▸ **DATASET RECORDS**
use crate::core::card::Card;
use crate::core::id::denormalize;
use crate::core::types::CardId;

/// Published card icon directory
pub const DEFAULT_ICON_BASE: &str =
    "https://raw.githubusercontent.com/a1sareru/shoot300k/refs/heads/main/public/images/card_icons";

/// English name of a character, from the Japanese name used in card titles
#[must_use]
pub fn character_name_en(namae: &str) -> Option<&'static str> {
    let name = match namae {
        "オズ" => "Oz",
        "アーサー" => "Arthur",
        "カイン" => "Cain",
        "リケ" => "Riquet",
        "スノウ" => "Snow",
        "ホワイト" => "White",
        "ミスラ" => "Mithra",
        "オーエン" => "Owen",
        "ブラッドリー" => "Bradley",
        "ファウスト" => "Faust",
        "シノ" => "Shino",
        "ヒースクリフ" => "Heathcliff",
        "ネロ" => "Nero",
        "シャイロック" => "Shylock",
        "ムル" => "Murr",
        "クロエ" => "Chloe",
        "ラスティカ" => "Rustica",
        "フィガロ" => "Figaro",
        "ルチル" => "Rutile",
        "レノックス" => "Lennox",
        "ミチル" => "Mitile",
        _ => return None,
    };
    Some(name)
}

/// Display parts of a card title
#[derive(Debug, Clone, PartialEq, Eq)]
pub struct CardCaption {
    pub title: String,
    /// English character name when known, otherwise the name as written
    pub character: Option<String>,
}

/// Split a `【card title】character` title into its parts.
///
/// ```
/// use deck_solver::render::caption::split_title;
///
/// let caption = split_title("【月夜の約束】オズ");
/// assert_eq!(caption.title, "月夜の約束");
/// assert_eq!(caption.character.as_deref(), Some("Oz"));
/// ```
#[must_use]
pub fn split_title(raw: &str) -> CardCaption {
    let cleaned = raw.replace('【', "");
    let mut parts = cleaned.splitn(2, '】');
    let title = parts.next().unwrap_or_default().trim().to_string();
    let character = parts
        .next()
        .map(str::trim)
        .filter(|name| !name.is_empty())
        .map(|name| character_name_en(name).map_or_else(|| name.to_string(), str::to_string));

    CardCaption { title, character }
}

/// Icon URL for a card under `base`, named by its external ID
#[must_use]
pub fn image_path(base: &str, internal: CardId) -> String {
    format!(
        "{}/Card_icon_{}.png",
        base.trim_end_matches('/'),
        denormalize(internal)
    )
}

/// One-line caption: `title / character | external id`
#[must_use]
pub fn format_caption(card: &Card) -> String {
    let caption = split_title(&card.title);
    match caption.character {
        Some(character) => format!("{} / {} | {}", caption.title, character, card.external_id()),
        None => format!("{} | {}", caption.title, card.external_id()),
    }
}

#[cfg(test)]
mod tests {
    use super::*;
    use crate::core::types::Rarity;

    #[test]
    fn test_split_title_unknown_character_kept() {
        let caption = split_title("【Gift】Someone");
        assert_eq!(caption.title, "Gift");
        assert_eq!(caption.character.as_deref(), Some("Someone"));
    }

    #[test]
    fn test_split_title_without_brackets() {
        let caption = split_title("Plain title");
        assert_eq!(caption.title, "Plain title");
        assert!(caption.character.is_none());
    }

    #[test]
    fn test_character_names() {
        assert_eq!(character_name_en("ミチル"), Some("Mitile"));
        assert_eq!(character_name_en("ブラッドリー"), Some("Bradley"));
        assert_eq!(character_name_en("unknown"), None);
    }

    #[test]
    fn test_image_path_uses_external_id() {
        assert_eq!(image_path("/card_icons", CardId(12)), "/card_icons/Card_icon_12.png");
        assert_eq!(image_path("/card_icons/", CardId(400)), "/card_icons/Card_icon_381.png");
        assert_eq!(
            image_path(DEFAULT_ICON_BASE, CardId(1)),
            format!("{DEFAULT_ICON_BASE}/Card_icon_1.png")
        );
    }

    #[test]
    fn test_format_caption() {
        let card = Card::new(400, Rarity::Ssr, "【月夜】ネロ");
        assert_eq!(format_caption(&card), "月夜 / Nero | 381");

        let card = Card::new(3, Rarity::Sr, "Untitled");
        assert_eq!(format_caption(&card), "Untitled | 3");
    }
}
use serde::{Deserialize, Serialize};

/// Identifier of a card.
///
/// The same integer type carries both numbering spaces; see
/// [`crate::core::id`] for the mapping between the player-facing (external)
/// numbering and the catalog's internal numbering.
#[derive(Debug, Clone, Copy, PartialEq, Eq, PartialOrd, Ord, Hash, Serialize, Deserialize)]
#[serde(transparent)]
pub struct CardId(pub u32);

impl CardId {
    pub fn new(id: u32) -> Self {
        Self(id)
    }

    #[must_use]
    pub fn value(self) -> u32 {
        self.0
    }
}

impl From<u32> for CardId {
    fn from(id: u32) -> Self {
        Self(id)
    }
}

impl std::fmt::Display for CardId {
    fn fmt(&self, f: &mut std::fmt::Formatter<'_>) -> std::fmt::Result {
        write!(f, "{}", self.0)
    }
}

/// Card rarity tier as stored in the catalog's `rarity` column
#[derive(Debug, Clone, Copy, PartialEq, Eq, PartialOrd, Ord, Hash, Serialize, Deserialize)]
#[serde(rename_all = "snake_case")]
pub enum Rarity {
    N,
    R,
    Sr,
    Ssr,
}

impl Rarity {
    /// Parse the numeric rarity code (1-4). Surrounding whitespace is ignored.
    #[must_use]
    pub fn from_code(s: &str) -> Option<Self> {
        match s.trim() {
            "1" => Some(Self::N),
            "2" => Some(Self::R),
            "3" => Some(Self::Sr),
            "4" => Some(Self::Ssr),
            _ => None,
        }
    }

    #[must_use]
    pub fn code(self) -> u8 {
        match self {
            Self::N => 1,
            Self::R => 2,
            Self::Sr => 3,
            Self::Ssr => 4,
        }
    }

    /// SR and SSR are the only rarities that take part in deck building
    #[must_use]
    pub fn is_high(self) -> bool {
        matches!(self, Self::Sr | Self::Ssr)
    }
}

impl std::fmt::Display for Rarity {
    fn fmt(&self, f: &mut std::fmt::Formatter<'_>) -> std::fmt::Result {
        match self {
            Self::N => write!(f, "N"),
            Self::R => write!(f, "R"),
            Self::Sr => write!(f, "SR"),
            Self::Ssr => write!(f, "SSR"),
        }
    }
}

/// How strictly a solution matched the owned set
#[derive(Debug, Clone, Copy, PartialEq, Eq, Hash, Serialize, Deserialize)]
#[serde(rename_all = "snake_case")]
pub enum MatchTier {
    /// Support owned and at most one quad card missing
    Strong,
    /// Whole quad owned, support must be borrowed
    Borrow,
    /// Support owned, quad only partially owned (relaxed pass)
    RelaxedStrong,
    /// Support not owned, quad partially owned (relaxed pass)
    RelaxedBorrow,
    /// Support owned, one quad card short of `Strong`
    NearStrong,
    /// Support not owned, one quad card short of `Borrow`
    NearBorrow,
}

impl MatchTier {
    #[must_use]
    pub fn is_relaxed(self) -> bool {
        matches!(self, Self::RelaxedStrong | Self::RelaxedBorrow)
    }

    #[must_use]
    pub fn is_near_miss(self) -> bool {
        matches!(self, Self::NearStrong | Self::NearBorrow)
    }

    #[must_use]
    pub fn is_borrow(self) -> bool {
        matches!(self, Self::Borrow | Self::RelaxedBorrow | Self::NearBorrow)
    }
}

impl std::fmt::Display for MatchTier {
    fn fmt(&self, f: &mut std::fmt::Formatter<'_>) -> std::fmt::Result {
        match self {
            Self::Strong => write!(f, "strong"),
            Self::Borrow => write!(f, "borrow"),
            Self::RelaxedStrong => write!(f, "relaxed-strong"),
            Self::RelaxedBorrow => write!(f, "relaxed-borrow"),
            Self::NearStrong => write!(f, "near-strong"),
            Self::NearBorrow => write!(f, "near-borrow"),
        }
    }
}

/// Which sweep over the solution table produced the results
#[derive(Debug, Clone, Copy, PartialEq, Eq, Serialize, Deserialize)]
#[serde(rename_all = "snake_case")]
pub enum MatchPass {
    Strict,
    Relaxed,
    /// Decks one card short of buildable
    NearMiss,
    /// Neither pass produced anything
    None,
}

impl std::fmt::Display for MatchPass {
    fn fmt(&self, f: &mut std::fmt::Formatter<'_>) -> std::fmt::Result {
        match self {
            Self::Strict => write!(f, "strict"),
            Self::Relaxed => write!(f, "relaxed"),
            Self::NearMiss => write!(f, "near-miss"),
            Self::None => write!(f, "none"),
        }
    }
}
//! Card catalog and solution table storage.
//!
//! Both data sets are loaded at runtime, once per calculation, from local
//! files or HTTP(S) URLs:
//!
//! - [`store::CardCatalog`]: cards indexed by internal ID, with the SR/SSR subset
//! - [`table::SolutionTable`]: the ordered list of precomputed deck solutions
//! - [`source::DataLoader`]: bounded-time loading of both
//! - [`view::CardListView`]: picker state for browsing and selecting cards
//!
//! ## Example
//!
//! ```rust,no_run
//! use deck_solver::catalog::source::{DataLoader, SourceConfig};
//!
//! # async fn demo() -> anyhow::Result<()> {
//! let loader = DataLoader::new(SourceConfig::default())?;
//! let (catalog, solutions) = loader.load_all().await?;
//! println!("{} cards, {} solutions", catalog.len(), solutions.len());
//! # Ok(())
//! # }
//! ```

pub mod source;
pub mod store;
pub mod table;
pub mod view;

▸ **REQUIREMENT**
Report each line of the material in which the string "parts" occurs.

▸ **FINAL ANSWER**
/// Display parts of a card title
/// Split a `【card title】character` title into its parts.
    let mut parts = cleaned.splitn(2, '】');
    let title = parts.next().unwrap_or_default().trim().to_string();
    let character = parts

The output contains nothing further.